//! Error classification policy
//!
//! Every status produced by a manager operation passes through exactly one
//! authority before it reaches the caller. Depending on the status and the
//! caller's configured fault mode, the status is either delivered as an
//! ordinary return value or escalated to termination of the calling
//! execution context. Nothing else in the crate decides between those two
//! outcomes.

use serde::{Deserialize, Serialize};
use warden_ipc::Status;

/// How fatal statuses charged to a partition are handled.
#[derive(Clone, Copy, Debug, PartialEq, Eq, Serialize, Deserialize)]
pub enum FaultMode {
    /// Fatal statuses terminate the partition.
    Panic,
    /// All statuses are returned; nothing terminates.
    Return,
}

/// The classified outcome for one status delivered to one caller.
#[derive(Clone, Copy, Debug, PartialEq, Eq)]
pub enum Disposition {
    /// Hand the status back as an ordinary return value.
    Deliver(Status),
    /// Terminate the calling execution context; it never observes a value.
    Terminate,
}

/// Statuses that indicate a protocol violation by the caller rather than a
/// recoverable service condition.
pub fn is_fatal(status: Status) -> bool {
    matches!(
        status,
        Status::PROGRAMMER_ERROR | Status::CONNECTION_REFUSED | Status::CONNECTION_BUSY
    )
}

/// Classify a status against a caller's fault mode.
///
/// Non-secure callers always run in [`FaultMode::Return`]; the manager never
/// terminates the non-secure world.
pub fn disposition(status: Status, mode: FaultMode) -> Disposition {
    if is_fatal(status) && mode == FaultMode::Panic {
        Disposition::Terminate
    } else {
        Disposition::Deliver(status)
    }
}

────────────────────

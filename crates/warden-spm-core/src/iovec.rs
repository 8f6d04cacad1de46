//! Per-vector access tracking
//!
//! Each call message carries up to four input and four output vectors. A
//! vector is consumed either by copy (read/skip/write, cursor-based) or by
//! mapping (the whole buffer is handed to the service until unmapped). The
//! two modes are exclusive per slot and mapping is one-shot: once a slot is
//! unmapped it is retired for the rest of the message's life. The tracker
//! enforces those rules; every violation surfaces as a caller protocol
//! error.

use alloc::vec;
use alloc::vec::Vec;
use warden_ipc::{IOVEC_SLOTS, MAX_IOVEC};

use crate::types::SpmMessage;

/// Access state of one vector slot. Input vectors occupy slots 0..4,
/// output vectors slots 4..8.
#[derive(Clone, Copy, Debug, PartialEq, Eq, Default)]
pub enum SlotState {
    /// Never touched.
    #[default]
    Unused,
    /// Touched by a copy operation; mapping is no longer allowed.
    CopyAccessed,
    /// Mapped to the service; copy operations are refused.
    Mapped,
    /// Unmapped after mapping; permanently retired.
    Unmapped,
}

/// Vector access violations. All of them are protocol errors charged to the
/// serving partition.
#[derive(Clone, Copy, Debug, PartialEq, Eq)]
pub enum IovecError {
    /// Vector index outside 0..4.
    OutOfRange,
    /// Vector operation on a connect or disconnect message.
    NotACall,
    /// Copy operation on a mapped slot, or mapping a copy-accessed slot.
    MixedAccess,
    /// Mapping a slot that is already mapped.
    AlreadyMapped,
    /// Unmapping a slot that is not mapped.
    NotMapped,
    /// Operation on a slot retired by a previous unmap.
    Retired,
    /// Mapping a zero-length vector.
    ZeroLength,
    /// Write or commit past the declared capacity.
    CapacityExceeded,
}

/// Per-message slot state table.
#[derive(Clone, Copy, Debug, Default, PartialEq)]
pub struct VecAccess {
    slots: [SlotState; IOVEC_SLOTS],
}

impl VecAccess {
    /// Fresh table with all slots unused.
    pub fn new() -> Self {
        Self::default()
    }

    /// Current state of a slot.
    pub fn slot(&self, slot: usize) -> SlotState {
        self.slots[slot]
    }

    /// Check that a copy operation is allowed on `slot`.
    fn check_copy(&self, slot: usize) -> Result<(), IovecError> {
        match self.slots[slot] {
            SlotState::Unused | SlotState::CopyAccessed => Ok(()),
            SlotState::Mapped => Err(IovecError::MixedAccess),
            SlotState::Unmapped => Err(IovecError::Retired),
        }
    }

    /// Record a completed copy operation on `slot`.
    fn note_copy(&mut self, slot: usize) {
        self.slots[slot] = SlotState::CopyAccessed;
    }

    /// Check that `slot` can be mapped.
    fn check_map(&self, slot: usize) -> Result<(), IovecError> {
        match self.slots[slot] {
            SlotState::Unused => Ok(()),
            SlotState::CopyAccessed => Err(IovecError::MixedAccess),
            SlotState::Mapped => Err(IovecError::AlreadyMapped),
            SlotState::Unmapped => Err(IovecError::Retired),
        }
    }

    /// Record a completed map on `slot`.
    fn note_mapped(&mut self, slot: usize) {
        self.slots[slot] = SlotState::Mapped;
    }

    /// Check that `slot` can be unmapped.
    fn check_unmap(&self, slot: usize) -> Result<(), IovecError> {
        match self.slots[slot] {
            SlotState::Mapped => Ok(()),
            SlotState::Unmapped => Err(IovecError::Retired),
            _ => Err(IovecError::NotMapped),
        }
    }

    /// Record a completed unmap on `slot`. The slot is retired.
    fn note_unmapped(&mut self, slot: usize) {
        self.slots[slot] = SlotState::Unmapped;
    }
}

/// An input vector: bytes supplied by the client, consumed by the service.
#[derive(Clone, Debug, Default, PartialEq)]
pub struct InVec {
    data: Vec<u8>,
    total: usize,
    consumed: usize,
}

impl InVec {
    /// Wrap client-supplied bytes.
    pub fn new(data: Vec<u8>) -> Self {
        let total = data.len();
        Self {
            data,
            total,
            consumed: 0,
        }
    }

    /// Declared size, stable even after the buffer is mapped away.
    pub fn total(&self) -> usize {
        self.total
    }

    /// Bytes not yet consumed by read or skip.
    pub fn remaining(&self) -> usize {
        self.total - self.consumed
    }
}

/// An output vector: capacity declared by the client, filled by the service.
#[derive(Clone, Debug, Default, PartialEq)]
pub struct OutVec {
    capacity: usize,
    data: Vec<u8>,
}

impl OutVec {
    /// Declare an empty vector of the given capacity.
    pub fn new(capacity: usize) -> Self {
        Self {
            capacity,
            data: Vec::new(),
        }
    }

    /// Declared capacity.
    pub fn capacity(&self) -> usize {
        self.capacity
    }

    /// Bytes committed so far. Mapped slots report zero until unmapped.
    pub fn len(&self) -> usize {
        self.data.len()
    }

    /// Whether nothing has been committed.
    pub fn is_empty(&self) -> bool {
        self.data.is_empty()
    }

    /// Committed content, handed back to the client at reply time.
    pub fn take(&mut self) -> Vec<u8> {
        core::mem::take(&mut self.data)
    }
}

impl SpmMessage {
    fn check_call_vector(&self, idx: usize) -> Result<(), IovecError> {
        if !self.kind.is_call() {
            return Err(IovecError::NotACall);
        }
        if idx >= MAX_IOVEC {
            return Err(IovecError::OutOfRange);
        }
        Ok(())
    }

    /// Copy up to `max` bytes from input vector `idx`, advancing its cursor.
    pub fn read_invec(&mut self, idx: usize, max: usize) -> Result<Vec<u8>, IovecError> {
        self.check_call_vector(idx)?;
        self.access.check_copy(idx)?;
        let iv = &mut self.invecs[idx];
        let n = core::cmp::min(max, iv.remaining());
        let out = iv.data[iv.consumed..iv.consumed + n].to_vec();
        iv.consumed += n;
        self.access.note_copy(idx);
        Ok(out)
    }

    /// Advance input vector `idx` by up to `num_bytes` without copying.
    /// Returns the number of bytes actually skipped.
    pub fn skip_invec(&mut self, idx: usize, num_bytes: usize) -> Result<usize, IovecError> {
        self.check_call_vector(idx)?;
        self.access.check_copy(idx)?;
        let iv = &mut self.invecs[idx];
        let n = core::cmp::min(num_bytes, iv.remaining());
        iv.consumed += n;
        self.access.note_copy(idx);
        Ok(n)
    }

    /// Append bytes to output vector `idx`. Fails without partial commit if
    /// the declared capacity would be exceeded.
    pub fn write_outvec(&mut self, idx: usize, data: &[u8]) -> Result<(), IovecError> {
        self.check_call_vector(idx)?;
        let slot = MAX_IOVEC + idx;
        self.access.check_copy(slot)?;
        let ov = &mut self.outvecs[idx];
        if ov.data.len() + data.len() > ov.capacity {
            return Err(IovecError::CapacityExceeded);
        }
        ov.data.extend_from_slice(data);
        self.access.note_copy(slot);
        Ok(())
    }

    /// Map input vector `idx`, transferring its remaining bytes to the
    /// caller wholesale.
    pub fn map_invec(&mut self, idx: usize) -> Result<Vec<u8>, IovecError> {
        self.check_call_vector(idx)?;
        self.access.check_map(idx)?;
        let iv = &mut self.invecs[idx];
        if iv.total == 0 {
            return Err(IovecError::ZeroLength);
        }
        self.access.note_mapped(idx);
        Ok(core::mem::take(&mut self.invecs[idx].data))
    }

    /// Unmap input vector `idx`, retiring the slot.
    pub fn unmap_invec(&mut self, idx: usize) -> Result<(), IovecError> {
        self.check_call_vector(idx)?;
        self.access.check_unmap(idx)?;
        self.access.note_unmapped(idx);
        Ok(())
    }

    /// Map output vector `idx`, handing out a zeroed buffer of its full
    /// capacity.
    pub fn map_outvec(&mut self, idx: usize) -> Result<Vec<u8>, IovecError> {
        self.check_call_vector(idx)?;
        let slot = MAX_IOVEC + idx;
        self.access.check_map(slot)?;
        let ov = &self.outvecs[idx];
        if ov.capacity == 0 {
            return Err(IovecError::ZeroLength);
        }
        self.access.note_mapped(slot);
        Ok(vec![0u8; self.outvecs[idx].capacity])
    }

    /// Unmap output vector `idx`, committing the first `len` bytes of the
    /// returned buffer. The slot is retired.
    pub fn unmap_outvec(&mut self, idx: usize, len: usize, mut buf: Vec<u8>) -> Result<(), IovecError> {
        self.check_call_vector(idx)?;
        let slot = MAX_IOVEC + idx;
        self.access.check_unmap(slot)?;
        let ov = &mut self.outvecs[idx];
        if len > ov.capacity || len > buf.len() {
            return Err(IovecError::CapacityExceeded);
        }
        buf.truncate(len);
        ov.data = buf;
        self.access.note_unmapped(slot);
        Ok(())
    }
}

────────────────────

== REQUIREMENT ==
Which lines in the listing above include the string "total"? Copy each of them.

== RESULT BELOW ==
    total: usize,
        let total = data.len();
            total,
    pub fn total(&self) -> usize {
        self.total
        self.total - self.consumed
        if iv.total == 0 {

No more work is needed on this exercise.